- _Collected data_
++++++++++
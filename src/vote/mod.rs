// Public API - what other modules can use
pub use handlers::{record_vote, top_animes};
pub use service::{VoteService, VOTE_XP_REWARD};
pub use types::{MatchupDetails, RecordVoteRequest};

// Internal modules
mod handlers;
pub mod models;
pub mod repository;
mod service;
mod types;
++++++++++
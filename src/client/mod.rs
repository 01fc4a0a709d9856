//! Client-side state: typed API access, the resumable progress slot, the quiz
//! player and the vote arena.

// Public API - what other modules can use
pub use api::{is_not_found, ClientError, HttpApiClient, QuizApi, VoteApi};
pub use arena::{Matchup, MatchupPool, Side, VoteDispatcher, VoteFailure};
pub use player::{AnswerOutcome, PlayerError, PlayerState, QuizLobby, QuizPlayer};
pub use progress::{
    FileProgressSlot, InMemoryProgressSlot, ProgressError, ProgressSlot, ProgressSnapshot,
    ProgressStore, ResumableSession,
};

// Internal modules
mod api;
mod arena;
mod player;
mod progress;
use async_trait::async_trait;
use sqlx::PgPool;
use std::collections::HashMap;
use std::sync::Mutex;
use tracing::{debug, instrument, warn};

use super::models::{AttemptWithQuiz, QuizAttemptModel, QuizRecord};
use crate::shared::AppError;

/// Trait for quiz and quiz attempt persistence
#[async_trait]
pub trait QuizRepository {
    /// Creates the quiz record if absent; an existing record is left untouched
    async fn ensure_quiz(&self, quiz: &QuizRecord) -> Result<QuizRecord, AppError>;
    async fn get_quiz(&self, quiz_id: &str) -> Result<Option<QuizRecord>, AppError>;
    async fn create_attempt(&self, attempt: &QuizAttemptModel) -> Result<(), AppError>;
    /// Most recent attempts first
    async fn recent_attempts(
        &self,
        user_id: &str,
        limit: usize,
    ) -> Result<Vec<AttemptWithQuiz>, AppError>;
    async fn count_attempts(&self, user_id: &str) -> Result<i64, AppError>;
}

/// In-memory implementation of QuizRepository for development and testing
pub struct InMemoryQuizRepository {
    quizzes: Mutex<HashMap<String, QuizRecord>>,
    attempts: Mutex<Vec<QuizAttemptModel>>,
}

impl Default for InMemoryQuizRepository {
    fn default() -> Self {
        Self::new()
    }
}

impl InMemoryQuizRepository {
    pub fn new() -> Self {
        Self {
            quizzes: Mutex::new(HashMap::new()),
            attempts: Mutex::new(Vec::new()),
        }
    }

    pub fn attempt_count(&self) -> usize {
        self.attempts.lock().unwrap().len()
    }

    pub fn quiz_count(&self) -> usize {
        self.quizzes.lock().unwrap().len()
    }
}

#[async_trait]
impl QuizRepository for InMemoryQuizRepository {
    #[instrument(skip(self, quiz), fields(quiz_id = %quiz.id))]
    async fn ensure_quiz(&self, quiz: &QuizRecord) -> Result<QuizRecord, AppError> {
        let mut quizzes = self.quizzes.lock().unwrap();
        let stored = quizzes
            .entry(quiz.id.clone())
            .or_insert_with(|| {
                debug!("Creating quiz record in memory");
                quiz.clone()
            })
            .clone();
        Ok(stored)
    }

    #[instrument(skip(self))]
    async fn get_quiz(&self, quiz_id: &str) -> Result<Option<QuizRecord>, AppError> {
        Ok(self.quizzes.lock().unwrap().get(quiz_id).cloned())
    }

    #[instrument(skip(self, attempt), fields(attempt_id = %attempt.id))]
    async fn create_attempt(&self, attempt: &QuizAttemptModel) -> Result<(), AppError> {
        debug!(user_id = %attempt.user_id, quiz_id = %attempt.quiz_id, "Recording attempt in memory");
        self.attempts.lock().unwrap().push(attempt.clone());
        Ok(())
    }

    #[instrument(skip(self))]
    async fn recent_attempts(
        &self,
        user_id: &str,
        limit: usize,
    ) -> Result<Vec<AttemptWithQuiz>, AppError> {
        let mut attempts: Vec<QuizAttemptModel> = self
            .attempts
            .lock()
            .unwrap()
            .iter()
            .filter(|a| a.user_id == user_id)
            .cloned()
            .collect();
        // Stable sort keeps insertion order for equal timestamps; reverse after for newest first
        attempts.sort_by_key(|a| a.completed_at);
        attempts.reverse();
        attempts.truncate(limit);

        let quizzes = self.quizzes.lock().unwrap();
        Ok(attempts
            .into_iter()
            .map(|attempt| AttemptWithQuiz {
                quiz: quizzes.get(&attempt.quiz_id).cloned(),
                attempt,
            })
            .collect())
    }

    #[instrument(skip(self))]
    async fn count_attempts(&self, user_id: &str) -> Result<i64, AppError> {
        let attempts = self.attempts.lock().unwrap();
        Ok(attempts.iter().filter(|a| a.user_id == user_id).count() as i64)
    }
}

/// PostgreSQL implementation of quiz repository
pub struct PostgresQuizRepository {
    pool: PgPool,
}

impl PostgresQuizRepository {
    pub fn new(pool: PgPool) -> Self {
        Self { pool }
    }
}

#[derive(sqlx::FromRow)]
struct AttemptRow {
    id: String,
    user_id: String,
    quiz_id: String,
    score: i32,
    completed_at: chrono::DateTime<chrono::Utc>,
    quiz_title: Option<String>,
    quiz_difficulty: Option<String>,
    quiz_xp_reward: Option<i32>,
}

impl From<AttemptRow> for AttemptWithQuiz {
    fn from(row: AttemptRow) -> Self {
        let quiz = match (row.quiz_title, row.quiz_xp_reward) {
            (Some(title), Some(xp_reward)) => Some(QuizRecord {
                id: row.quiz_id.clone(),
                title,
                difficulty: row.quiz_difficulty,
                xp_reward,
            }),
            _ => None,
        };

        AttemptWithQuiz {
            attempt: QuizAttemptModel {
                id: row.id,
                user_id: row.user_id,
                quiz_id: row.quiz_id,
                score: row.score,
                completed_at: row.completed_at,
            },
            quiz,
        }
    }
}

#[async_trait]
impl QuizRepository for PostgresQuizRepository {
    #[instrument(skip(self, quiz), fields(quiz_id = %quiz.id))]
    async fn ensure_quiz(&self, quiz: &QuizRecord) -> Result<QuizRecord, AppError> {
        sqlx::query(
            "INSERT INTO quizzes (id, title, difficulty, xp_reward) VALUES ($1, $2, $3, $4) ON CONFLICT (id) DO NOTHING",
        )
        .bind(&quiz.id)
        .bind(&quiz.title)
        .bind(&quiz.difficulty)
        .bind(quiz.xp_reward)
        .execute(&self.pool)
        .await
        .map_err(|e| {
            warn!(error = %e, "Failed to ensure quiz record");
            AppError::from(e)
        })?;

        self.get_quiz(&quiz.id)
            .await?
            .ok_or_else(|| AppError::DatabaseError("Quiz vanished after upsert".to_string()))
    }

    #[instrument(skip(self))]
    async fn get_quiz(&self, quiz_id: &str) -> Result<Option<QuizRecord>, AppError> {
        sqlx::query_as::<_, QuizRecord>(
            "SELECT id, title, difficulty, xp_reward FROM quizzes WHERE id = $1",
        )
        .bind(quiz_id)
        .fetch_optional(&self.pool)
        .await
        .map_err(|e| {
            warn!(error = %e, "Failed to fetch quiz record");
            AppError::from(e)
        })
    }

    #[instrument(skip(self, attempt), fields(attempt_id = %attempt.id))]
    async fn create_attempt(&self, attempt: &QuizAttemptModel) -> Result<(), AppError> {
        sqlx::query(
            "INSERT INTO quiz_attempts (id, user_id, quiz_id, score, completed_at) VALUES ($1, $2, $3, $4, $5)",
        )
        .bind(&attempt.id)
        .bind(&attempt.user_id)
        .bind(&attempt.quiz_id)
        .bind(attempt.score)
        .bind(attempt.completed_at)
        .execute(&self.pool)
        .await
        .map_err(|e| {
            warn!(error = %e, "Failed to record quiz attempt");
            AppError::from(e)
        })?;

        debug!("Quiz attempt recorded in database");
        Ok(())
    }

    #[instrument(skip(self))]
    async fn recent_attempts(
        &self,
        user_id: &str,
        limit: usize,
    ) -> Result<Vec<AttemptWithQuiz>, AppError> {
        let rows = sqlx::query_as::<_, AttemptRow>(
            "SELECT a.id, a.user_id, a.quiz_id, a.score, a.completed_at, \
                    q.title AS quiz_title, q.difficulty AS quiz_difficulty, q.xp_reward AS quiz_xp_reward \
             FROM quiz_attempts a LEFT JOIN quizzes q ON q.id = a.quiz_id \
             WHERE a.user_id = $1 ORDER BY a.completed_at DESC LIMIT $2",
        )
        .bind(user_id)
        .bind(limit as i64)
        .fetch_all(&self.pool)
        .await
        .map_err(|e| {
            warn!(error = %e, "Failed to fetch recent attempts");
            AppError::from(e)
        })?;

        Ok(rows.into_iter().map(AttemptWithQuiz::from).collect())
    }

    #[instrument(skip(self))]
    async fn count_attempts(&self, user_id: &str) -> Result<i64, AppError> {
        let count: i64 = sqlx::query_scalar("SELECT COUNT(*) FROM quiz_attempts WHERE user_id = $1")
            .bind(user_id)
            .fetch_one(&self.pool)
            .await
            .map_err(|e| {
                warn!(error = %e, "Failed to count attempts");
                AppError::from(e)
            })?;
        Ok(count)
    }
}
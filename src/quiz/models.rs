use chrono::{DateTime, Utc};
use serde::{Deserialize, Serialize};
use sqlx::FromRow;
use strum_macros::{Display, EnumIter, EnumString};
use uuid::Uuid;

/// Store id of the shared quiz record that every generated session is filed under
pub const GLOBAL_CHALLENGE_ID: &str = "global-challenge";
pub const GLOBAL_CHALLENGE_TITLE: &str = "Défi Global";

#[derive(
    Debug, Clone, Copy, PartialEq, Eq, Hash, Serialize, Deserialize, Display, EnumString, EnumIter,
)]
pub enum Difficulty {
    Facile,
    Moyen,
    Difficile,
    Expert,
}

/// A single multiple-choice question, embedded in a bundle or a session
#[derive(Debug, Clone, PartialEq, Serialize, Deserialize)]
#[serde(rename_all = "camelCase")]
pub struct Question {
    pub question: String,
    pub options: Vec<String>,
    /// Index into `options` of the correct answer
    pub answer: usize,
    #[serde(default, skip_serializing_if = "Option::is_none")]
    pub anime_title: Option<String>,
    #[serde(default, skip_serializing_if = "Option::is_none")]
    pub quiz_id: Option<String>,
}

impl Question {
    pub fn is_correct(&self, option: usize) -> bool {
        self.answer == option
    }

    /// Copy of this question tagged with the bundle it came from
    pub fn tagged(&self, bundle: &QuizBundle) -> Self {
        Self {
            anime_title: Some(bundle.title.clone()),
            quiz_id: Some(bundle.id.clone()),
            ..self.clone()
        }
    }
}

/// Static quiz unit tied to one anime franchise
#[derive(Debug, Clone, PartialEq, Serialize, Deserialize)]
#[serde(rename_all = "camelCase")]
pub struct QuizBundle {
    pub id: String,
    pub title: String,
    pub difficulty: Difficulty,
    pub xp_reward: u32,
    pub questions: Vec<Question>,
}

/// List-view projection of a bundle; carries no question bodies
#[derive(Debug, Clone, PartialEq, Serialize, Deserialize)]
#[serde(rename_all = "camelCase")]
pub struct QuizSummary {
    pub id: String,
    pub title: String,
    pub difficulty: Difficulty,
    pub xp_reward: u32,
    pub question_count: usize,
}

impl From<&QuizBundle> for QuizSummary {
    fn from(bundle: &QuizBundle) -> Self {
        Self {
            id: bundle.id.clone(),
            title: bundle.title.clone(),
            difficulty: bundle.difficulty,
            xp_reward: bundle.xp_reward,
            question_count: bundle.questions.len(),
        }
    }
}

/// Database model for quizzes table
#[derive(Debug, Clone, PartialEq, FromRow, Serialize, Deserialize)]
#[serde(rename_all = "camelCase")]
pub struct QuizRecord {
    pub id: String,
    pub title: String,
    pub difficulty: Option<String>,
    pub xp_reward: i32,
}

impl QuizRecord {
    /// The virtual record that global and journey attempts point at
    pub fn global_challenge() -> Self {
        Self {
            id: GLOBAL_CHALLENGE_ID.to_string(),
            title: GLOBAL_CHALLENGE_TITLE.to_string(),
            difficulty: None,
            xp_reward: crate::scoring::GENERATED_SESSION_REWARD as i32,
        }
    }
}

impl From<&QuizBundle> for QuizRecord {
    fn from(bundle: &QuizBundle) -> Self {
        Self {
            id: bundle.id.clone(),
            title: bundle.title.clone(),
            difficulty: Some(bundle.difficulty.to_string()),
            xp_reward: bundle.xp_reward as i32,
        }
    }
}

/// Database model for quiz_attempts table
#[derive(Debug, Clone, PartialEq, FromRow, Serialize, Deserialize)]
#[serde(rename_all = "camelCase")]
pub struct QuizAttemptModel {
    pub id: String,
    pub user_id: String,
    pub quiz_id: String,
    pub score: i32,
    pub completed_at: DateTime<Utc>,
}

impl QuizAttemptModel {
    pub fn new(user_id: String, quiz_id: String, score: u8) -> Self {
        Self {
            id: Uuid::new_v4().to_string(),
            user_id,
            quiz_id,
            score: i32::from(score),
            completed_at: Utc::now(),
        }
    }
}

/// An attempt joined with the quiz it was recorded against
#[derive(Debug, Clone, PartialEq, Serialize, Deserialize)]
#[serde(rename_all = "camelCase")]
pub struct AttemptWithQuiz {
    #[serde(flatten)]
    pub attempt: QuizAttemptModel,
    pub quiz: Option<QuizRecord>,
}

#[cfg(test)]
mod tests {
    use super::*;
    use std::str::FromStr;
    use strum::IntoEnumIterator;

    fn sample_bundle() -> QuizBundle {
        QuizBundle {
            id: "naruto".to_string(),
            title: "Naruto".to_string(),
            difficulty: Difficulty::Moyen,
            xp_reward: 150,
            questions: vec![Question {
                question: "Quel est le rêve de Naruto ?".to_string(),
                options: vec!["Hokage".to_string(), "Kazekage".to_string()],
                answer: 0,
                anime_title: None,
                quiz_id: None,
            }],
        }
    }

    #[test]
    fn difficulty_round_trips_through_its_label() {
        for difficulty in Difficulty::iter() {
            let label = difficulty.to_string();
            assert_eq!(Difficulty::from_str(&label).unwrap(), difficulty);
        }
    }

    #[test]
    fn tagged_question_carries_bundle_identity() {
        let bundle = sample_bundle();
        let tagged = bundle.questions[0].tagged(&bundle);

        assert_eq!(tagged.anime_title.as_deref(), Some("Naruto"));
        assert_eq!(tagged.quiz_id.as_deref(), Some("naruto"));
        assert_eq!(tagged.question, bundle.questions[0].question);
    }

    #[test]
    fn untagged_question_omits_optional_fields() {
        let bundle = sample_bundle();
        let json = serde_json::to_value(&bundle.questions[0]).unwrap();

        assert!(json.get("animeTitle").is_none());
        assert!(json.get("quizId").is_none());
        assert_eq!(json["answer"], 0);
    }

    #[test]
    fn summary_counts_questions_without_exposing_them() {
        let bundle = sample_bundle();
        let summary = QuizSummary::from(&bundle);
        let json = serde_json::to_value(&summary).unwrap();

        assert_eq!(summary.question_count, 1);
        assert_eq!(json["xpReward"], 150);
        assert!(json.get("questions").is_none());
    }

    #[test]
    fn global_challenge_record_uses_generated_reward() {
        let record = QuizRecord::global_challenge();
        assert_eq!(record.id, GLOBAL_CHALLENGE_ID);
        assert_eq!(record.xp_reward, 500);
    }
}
++++++++++
- _Brief_
Check the entries above line by line and return each one containing the word "Mutex".

- _Exercise response_
use std::sync::Mutex;
    quizzes: Mutex<HashMap<String, QuizRecord>>,
    attempts: Mutex<Vec<QuizAttemptModel>>,
            quizzes: Mutex::new(HashMap::new()),
            attempts: Mutex::new(Vec::new()),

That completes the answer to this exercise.